• [The problem]: All lines in the data below carrying the string "PathBuf" are to be located and copied.

+---+

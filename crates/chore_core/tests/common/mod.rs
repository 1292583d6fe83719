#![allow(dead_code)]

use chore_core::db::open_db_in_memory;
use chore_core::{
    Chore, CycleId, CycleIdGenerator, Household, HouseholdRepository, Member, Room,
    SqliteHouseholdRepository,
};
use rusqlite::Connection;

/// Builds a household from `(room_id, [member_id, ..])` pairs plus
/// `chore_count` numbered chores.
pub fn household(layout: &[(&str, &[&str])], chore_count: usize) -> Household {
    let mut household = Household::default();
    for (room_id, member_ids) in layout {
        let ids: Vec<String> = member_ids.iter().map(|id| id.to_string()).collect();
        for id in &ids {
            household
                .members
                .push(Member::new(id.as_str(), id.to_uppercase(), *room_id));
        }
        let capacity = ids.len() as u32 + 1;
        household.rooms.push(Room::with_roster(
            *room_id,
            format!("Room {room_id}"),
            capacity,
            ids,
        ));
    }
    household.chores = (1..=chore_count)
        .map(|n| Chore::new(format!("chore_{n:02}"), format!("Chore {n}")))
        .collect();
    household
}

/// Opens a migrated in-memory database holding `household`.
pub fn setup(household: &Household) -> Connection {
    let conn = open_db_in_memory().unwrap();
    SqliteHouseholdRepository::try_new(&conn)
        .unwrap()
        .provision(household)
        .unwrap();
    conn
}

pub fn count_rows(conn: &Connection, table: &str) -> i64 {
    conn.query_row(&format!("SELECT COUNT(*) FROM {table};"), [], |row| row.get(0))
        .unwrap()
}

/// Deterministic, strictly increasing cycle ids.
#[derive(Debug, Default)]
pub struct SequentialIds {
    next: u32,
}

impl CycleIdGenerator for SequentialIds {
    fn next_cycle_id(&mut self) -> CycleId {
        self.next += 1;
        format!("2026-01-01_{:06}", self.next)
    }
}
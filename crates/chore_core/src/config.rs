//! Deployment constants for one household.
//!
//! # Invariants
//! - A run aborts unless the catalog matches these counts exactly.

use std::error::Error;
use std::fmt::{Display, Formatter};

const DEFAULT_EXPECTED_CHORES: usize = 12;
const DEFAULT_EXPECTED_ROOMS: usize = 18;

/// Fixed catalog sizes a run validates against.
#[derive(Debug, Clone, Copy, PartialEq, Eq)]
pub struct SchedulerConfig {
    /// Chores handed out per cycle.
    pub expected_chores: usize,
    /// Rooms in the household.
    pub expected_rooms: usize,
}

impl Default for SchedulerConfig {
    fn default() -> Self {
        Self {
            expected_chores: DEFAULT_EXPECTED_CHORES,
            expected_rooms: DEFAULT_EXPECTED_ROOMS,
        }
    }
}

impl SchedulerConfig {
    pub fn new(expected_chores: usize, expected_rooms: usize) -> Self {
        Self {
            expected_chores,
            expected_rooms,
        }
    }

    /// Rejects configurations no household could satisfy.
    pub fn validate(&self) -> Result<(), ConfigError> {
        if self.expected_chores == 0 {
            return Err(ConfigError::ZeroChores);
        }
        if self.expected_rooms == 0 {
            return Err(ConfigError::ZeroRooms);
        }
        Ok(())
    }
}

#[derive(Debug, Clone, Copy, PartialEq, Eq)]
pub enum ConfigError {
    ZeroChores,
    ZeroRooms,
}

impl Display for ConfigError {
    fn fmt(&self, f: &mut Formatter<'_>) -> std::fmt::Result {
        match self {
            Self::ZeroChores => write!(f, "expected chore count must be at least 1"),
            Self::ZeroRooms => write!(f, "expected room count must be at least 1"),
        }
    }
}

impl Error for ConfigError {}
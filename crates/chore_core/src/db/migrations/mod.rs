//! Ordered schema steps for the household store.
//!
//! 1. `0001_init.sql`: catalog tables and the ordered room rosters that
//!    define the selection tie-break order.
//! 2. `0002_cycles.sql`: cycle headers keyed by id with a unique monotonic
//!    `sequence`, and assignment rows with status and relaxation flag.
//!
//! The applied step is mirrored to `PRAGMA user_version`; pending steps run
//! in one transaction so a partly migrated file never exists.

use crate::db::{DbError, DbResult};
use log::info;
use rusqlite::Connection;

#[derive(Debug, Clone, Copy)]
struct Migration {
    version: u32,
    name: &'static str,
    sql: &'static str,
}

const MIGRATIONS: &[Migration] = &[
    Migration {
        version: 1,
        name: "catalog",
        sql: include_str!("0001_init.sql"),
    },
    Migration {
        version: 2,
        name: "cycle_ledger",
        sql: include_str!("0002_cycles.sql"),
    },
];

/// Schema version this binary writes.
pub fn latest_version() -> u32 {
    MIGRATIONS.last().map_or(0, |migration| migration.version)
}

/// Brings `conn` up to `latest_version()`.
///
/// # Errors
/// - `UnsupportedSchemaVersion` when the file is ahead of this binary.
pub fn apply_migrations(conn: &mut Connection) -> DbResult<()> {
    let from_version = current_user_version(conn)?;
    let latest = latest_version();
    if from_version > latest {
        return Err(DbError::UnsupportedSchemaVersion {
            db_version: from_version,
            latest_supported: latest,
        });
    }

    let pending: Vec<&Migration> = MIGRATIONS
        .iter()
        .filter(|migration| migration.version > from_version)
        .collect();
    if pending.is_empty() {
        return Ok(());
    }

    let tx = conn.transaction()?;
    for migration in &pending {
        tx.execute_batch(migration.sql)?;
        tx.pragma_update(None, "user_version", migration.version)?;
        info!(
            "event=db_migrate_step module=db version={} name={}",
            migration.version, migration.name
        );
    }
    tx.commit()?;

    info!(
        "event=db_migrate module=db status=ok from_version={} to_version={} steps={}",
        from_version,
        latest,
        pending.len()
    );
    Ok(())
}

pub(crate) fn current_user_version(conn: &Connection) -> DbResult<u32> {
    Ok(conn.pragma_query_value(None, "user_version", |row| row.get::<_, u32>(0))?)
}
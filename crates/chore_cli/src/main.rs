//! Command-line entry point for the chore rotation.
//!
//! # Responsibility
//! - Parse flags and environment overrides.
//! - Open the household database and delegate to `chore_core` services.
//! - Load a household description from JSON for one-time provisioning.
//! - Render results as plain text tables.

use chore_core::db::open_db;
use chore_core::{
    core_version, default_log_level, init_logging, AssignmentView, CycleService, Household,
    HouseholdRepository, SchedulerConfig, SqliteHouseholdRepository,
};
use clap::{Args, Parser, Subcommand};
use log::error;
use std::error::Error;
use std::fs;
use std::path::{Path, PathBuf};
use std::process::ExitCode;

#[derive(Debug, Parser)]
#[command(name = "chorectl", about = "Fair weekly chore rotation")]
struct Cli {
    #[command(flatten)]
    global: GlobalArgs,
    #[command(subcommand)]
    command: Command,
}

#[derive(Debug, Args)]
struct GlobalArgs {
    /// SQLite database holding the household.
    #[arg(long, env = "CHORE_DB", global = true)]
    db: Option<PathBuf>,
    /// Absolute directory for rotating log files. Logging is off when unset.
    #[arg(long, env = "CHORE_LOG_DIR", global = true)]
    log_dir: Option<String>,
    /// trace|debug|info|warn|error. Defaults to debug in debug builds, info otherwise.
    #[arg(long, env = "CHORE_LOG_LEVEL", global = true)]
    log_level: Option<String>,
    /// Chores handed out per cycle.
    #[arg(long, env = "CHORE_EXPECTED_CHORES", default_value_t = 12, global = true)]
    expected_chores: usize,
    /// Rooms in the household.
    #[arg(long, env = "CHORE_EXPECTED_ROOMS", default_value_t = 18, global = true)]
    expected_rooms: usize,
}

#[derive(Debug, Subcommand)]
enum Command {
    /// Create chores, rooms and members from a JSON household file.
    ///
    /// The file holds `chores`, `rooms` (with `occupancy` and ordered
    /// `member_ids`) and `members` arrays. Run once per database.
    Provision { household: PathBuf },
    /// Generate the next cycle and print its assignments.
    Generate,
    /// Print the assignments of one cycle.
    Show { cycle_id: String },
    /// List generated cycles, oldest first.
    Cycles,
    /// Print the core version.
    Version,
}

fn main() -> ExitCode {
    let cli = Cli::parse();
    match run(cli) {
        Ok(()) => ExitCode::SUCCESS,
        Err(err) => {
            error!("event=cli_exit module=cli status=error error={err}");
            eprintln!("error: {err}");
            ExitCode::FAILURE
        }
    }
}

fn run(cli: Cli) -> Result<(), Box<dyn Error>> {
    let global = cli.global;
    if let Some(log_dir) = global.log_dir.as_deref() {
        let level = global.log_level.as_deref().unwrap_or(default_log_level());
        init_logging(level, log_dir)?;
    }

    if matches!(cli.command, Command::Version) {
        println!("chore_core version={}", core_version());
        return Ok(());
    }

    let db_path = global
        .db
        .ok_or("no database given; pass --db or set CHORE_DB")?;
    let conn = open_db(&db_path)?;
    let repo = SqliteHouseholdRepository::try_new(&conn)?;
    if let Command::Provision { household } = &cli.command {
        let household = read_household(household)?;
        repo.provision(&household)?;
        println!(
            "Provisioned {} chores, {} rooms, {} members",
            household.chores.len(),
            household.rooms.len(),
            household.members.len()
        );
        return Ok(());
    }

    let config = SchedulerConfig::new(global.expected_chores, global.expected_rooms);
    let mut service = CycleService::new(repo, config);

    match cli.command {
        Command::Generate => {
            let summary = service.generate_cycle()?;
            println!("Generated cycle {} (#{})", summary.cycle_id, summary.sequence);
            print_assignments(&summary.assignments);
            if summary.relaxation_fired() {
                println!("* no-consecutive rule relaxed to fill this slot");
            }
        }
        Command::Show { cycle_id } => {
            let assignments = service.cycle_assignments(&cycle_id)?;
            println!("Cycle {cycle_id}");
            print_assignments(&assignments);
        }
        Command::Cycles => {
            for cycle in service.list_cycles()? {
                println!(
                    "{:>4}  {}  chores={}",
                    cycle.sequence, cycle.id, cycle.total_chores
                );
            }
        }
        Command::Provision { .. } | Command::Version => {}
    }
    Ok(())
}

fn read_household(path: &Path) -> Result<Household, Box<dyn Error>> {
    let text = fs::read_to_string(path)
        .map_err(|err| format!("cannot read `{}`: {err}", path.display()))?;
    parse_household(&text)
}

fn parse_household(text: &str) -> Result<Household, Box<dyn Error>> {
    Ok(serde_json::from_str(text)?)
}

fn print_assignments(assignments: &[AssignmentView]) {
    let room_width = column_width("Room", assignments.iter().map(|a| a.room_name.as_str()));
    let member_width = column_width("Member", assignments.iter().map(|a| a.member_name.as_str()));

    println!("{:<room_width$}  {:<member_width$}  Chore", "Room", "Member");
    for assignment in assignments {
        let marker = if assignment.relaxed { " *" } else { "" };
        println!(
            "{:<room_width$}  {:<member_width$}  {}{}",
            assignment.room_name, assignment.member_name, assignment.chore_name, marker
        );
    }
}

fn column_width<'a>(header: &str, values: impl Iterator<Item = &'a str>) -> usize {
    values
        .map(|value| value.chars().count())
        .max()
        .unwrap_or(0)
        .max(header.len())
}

+---+

• [Solved problem]:
use std::path::{Path, PathBuf};
    db: Option<PathBuf>,
    Provision { household: PathBuf },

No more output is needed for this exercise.